Gesù rifiuta questa logica e coglie l’occasione per dire con chiarezza chi può dirsi suo parente e pertanto, secondo la logica del mondo, avere la precedenza nell’incontrarlo: chi compie la volontà del Padre, che, in quella situazione, significa stare ad ascoltarlo. Chi è sicuro di sé e forte della propria posizione, tanto da accampare dei diritti nei confronti di Dio, per Gesù è un estraneo e resta fuori, dietro al muro della folla.




Bisogna a questo punto notare che, se andiamo oltre la prima impressione superficiale, non è tanto la folla ad essere caratterizzata negativamente nel Vangelo, ma l’atteggiamento di chi ne fa una giustificazione per non cercare l’incontro personale con Gesù che, risulta evidente in tutti i casi, è sempre possibile, anche in situazioni estremamente confuse e caotiche.



La folla infatti è il luogo dell’anonimato, dell’assenza di responsabilità, del nascondimento, come è evidente durante la passione. La stessa folla che acclama Gesù “re, figlio di Davide”, al suo ingresso a Gerusalemme, dopo poche ore grida a Pilato “crocifiggilo!” È facilmente manipolabile dai capi dei giudei perché non hanno incontrato Gesù: lo hanno visto, ascoltato, ma non incontrato. Sono per lui sconosciuti e lui è rimasto un estraneo per loro. È cioè il caso contrario a quello che abbiamo sottolineato nei precedenti incontri, come cioè anche la folla può avere un incontro personale con Gesù, e lo si vede dalla reazione piena di stupore, dalle acclamazioni di lode a Dio, segno di una fede che risulta rafforzata dall’incontro col Signore anche se avvenuto assieme a tanti altri.

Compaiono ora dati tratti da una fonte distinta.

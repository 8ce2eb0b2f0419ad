// src/http/mod.rs
//
// HTTP range transport for remote objects

pub mod client;

pub use client::{HttpClientConfig, HttpRangeClient};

Ma lo possiamo notare anche da un particolare non insignificante: il momento della separazione di Gesù dalle folle che lo hanno ascoltato o gli hanno chiesto guarigione e perdono non è mai brusco. Il Vangelo usa la formula “congedare la folla”, ad es.:



Mc 4,36: “E, congedata la folla, lo presero con sé, così com’era, nella barca”;
Mc 6, 45: “E subito costrinse i suoi discepoli a salire sulla barca e a precederlo sull’altra riva, a Betsàida, finché non avesse congedato la folla” ;
Mt 14,23: “Congedata la folla, salì sul monte, in disparte, a pregare. Venuta la sera egli se ne stava lassù, da solo” ;
Mt 15,39: “Congedata la folla, Gesù salì sulla barca e andò nella regione di Magadàn.”




Per Gesù c’è bisogno di perdere tempo a salutare la folla con cui è stato, come farebbe con un amico che non vedrà a lungo o forse mai più.




In altri casi c’è bisogno di uscire fisicamente dalla folla perché l’incontro si realizzi:




E gli condussero un sordomuto, pregandolo di imporgli la mano. E portandolo in disparte lontano dalla folla, gli pose le dita negli orecchi e con la saliva gli toccò la lingua” (Mc 7,32-33);
Arrivato poi Gesù nella casa del capo e veduti i flautisti e la gente in agitazione, disse: «Ritiratevi, perché la fanciulla non è morta, ma dorme». Quelli si misero a deriderlo. Ma dopo che fu cacciata via la folla egli entrò, le prese la mano e la fanciulla si alzò. E se ne sparse la fama in tutta quella regione.” (Mt 9, 23-26).
Lo si vede con ancora più evidenza nel rapporto di Gesù con i discepoli fra la folla e in disparte, ad esempio: “Quando entrò in una casa lontano dalla folla, i discepoli lo interrogarono sul significato di quella parabola.” (Mc 7,17).




Per concludere la folla è una realtà concreta nella vita di Gesù: lo interroga e lui si lascia toccare e coinvolgere. Ma è anche la tentazione più forte per sfuggire da Gesù, pur essendo con lui vicino. Direi che è la nostra tentazione di vivere nella folla e con la folla nel cuore. La risposta non è nell’isolamento o nel rifiuto della folla, come già dicevamo le altre volte, ma nel puntare ad un incontro vero con Gesù, come avviene ad esempio nella liturgia: siamo assieme a tanti altri e nessuno è un protagonista isolato, ma per incontrare veramente Gesù bisogna farsi cogliere in un incontro personale con la sua Parola, fare proprie le preoccupazioni larghe del suo amore, farsi scoprire bisognoso di salvezza e guarigione. Allora la folla non ci esclude né ci allontana da Gesù, ma anzi ha il colore caldo della famiglia dei discepoli che si accalcano festosi attorno al loro maestro.